Saved data entries —
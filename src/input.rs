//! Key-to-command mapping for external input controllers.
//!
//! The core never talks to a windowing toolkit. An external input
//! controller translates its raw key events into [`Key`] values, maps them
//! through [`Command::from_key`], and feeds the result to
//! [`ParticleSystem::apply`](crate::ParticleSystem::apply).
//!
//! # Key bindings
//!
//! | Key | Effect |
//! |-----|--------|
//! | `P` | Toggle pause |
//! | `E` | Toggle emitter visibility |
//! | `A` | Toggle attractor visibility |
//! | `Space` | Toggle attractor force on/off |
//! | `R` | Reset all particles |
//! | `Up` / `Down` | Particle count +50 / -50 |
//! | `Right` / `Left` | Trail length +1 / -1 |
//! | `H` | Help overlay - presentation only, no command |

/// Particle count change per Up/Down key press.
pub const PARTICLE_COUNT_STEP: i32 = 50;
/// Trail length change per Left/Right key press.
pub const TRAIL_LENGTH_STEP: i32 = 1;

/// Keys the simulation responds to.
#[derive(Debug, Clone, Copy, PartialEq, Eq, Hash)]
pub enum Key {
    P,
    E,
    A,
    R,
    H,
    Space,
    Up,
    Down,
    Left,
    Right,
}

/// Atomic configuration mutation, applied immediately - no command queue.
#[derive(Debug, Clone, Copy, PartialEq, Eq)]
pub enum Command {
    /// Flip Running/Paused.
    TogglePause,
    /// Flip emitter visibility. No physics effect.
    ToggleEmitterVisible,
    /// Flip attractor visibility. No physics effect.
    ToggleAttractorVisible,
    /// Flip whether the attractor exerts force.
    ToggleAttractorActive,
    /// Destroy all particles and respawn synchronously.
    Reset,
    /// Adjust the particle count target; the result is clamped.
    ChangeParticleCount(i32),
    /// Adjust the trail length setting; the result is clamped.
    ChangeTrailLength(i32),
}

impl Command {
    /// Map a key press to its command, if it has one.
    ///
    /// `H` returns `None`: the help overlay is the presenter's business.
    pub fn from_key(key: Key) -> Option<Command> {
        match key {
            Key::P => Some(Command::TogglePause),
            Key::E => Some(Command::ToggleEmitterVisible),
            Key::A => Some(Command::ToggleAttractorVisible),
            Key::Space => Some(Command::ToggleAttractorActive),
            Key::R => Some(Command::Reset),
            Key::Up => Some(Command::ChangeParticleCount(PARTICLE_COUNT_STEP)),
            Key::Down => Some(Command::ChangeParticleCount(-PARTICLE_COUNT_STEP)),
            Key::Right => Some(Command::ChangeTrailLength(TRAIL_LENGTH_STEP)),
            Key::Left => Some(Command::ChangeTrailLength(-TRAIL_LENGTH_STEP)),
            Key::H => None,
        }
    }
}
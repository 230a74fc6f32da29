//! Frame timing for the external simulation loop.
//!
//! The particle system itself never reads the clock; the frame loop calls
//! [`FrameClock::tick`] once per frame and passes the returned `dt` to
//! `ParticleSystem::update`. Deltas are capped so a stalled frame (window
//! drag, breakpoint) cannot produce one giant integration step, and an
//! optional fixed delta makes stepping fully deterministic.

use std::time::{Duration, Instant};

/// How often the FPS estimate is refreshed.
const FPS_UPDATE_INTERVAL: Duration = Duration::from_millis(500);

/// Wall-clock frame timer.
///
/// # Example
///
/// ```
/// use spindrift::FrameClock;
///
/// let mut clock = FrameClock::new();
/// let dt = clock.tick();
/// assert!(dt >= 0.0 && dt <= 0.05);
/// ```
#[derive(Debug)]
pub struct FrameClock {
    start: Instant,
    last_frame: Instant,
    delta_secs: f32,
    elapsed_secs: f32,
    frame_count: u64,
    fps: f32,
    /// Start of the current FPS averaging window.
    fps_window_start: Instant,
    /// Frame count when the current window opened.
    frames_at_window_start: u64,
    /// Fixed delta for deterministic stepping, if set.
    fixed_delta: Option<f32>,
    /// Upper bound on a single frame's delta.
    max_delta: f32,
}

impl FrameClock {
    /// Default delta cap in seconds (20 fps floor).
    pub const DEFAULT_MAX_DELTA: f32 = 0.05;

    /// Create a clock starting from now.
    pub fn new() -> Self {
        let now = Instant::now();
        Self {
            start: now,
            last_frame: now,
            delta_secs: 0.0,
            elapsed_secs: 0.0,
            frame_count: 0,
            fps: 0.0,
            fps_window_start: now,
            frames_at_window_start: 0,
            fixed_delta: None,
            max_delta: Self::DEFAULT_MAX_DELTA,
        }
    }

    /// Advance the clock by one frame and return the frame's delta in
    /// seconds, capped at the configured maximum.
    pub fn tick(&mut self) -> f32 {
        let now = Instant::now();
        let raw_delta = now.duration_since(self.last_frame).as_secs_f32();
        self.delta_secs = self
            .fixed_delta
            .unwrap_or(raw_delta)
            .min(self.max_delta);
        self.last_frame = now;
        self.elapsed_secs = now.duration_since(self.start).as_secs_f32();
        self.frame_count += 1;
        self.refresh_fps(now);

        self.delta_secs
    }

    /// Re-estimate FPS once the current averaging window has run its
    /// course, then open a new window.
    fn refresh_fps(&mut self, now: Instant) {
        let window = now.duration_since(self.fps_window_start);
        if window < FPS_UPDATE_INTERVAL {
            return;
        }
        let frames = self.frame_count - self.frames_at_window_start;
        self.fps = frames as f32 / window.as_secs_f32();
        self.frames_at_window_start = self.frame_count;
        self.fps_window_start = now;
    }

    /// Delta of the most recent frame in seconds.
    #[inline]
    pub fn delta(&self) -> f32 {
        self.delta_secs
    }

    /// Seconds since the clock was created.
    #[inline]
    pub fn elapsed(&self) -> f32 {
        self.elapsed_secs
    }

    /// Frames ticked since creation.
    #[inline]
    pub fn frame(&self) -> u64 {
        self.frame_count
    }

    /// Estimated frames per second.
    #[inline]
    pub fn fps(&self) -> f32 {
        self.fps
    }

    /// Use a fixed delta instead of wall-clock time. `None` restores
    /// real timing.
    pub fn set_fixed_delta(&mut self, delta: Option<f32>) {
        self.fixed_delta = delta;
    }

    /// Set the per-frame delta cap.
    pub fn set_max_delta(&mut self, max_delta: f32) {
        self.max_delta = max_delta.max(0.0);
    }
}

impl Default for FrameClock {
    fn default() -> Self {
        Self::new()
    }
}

How to complete this task — All of the data above should be set down again exactly.

Exercise solution —
filename src/input.rs
//! Key-to-command mapping for external input controllers.
//!
//! The core never talks to a windowing toolkit. An external input
//! controller translates its raw key events into [`Key`] values, maps them
//! through [`Command::from_key`], and feeds the result to
//! [`ParticleSystem::apply`](crate::ParticleSystem::apply).
//!
//! # Key bindings
//!
//! | Key | Effect |
//! |-----|--------|
//! | `P` | Toggle pause |
//! | `E` | Toggle emitter visibility |
//! | `A` | Toggle attractor visibility |
//! | `Space` | Toggle attractor force on/off |
//! | `R` | Reset all particles |
//! | `Up` / `Down` | Particle count +50 / -50 |
//! | `Right` / `Left` | Trail length +1 / -1 |
//! | `H` | Help overlay - presentation only, no command |

/// Particle count change per Up/Down key press.
pub const PARTICLE_COUNT_STEP: i32 = 50;
/// Trail length change per Left/Right key press.
pub const TRAIL_LENGTH_STEP: i32 = 1;

/// Keys the simulation responds to.
#[derive(Debug, Clone, Copy, PartialEq, Eq, Hash)]
pub enum Key {
    P,
    E,
    A,
    R,
    H,
    Space,
    Up,
    Down,
    Left,
    Right,
}

/// Atomic configuration mutation, applied immediately - no command queue.
#[derive(Debug, Clone, Copy, PartialEq, Eq)]
pub enum Command {
    /// Flip Running/Paused.
    TogglePause,
    /// Flip emitter visibility. No physics effect.
    ToggleEmitterVisible,
    /// Flip attractor visibility. No physics effect.
    ToggleAttractorVisible,
    /// Flip whether the attractor exerts force.
    ToggleAttractorActive,
    /// Destroy all particles and respawn synchronously.
    Reset,
    /// Adjust the particle count target; the result is clamped.
    ChangeParticleCount(i32),
    /// Adjust the trail length setting; the result is clamped.
    ChangeTrailLength(i32),
}

impl Command {
    /// Map a key press to its command, if it has one.
    ///
    /// `H` returns `None`: the help overlay is the presenter's business.
    pub fn from_key(key: Key) -> Option<Command> {
        match key {
            Key::P => Some(Command::TogglePause),
            Key::E => Some(Command::ToggleEmitterVisible),
            Key::A => Some(Command::ToggleAttractorVisible),
            Key::Space => Some(Command::ToggleAttractorActive),
            Key::R => Some(Command::Reset),
            Key::Up => Some(Command::ChangeParticleCount(PARTICLE_COUNT_STEP)),
            Key::Down => Some(Command::ChangeParticleCount(-PARTICLE_COUNT_STEP)),
            Key::Right => Some(Command::ChangeTrailLength(TRAIL_LENGTH_STEP)),
            Key::Left => Some(Command::ChangeTrailLength(-TRAIL_LENGTH_STEP)),
            Key::H => None,
        }
    }
}
repository 230a74fc6f32da29
//! Frame timing for the external simulation loop.
//!
//! The particle system itself never reads the clock; the frame loop calls
//! [`FrameClock::tick`] once per frame and passes the returned `dt` to
//! `ParticleSystem::update`. Deltas are capped so a stalled frame (window
//! drag, breakpoint) cannot produce one giant integration step, and an
//! optional fixed delta makes stepping fully deterministic.

use std::time::{Duration, Instant};

/// How often the FPS estimate is refreshed.
const FPS_UPDATE_INTERVAL: Duration = Duration::from_millis(500);

/// Wall-clock frame timer.
///
/// # Example
///
/// ```
/// use spindrift::FrameClock;
///
/// let mut clock = FrameClock::new();
/// let dt = clock.tick();
/// assert!(dt >= 0.0 && dt <= 0.05);
/// ```
#[derive(Debug)]
pub struct FrameClock {
    start: Instant,
    last_frame: Instant,
    delta_secs: f32,
    elapsed_secs: f32,
    frame_count: u64,
    fps: f32,
    /// Start of the current FPS averaging window.
    fps_window_start: Instant,
    /// Frame count when the current window opened.
    frames_at_window_start: u64,
    /// Fixed delta for deterministic stepping, if set.
    fixed_delta: Option<f32>,
    /// Upper bound on a single frame's delta.
    max_delta: f32,
}

impl FrameClock {
    /// Default delta cap in seconds (20 fps floor).
    pub const DEFAULT_MAX_DELTA: f32 = 0.05;

    /// Create a clock starting from now.
    pub fn new() -> Self {
        let now = Instant::now();
        Self {
            start: now,
            last_frame: now,
            delta_secs: 0.0,
            elapsed_secs: 0.0,
            frame_count: 0,
            fps: 0.0,
            fps_window_start: now,
            frames_at_window_start: 0,
            fixed_delta: None,
            max_delta: Self::DEFAULT_MAX_DELTA,
        }
    }

    /// Advance the clock by one frame and return the frame's delta in
    /// seconds, capped at the configured maximum.
    pub fn tick(&mut self) -> f32 {
        let now = Instant::now();
        let raw_delta = now.duration_since(self.last_frame).as_secs_f32();
        self.delta_secs = self
            .fixed_delta
            .unwrap_or(raw_delta)
            .min(self.max_delta);
        self.last_frame = now;
        self.elapsed_secs = now.duration_since(self.start).as_secs_f32();
        self.frame_count += 1;
        self.refresh_fps(now);

        self.delta_secs
    }

    /// Re-estimate FPS once the current averaging window has run its
    /// course, then open a new window.
    fn refresh_fps(&mut self, now: Instant) {
        let window = now.duration_since(self.fps_window_start);
        if window < FPS_UPDATE_INTERVAL {
            return;
        }
        let frames = self.frame_count - self.frames_at_window_start;
        self.fps = frames as f32 / window.as_secs_f32();
        self.frames_at_window_start = self.frame_count;
        self.fps_window_start = now;
    }

    /// Delta of the most recent frame in seconds.
    #[inline]
    pub fn delta(&self) -> f32 {
        self.delta_secs
    }

    /// Seconds since the clock was created.
    #[inline]
    pub fn elapsed(&self) -> f32 {
        self.elapsed_secs
    }

    /// Frames ticked since creation.
    #[inline]
    pub fn frame(&self) -> u64 {
        self.frame_count
    }

    /// Estimated frames per second.
    #[inline]
    pub fn fps(&self) -> f32 {
        self.fps
    }

    /// Use a fixed delta instead of wall-clock time. `None` restores
    /// real timing.
    pub fn set_fixed_delta(&mut self, delta: Option<f32>) {
        self.fixed_delta = delta;
    }

    /// Set the per-frame delta cap.
    pub fn set_max_delta(&mut self, max_delta: f32) {
        self.max_delta = max_delta.max(0.0);
    }
}

impl Default for FrameClock {
    fn default() -> Self {
        Self::new()
    }
}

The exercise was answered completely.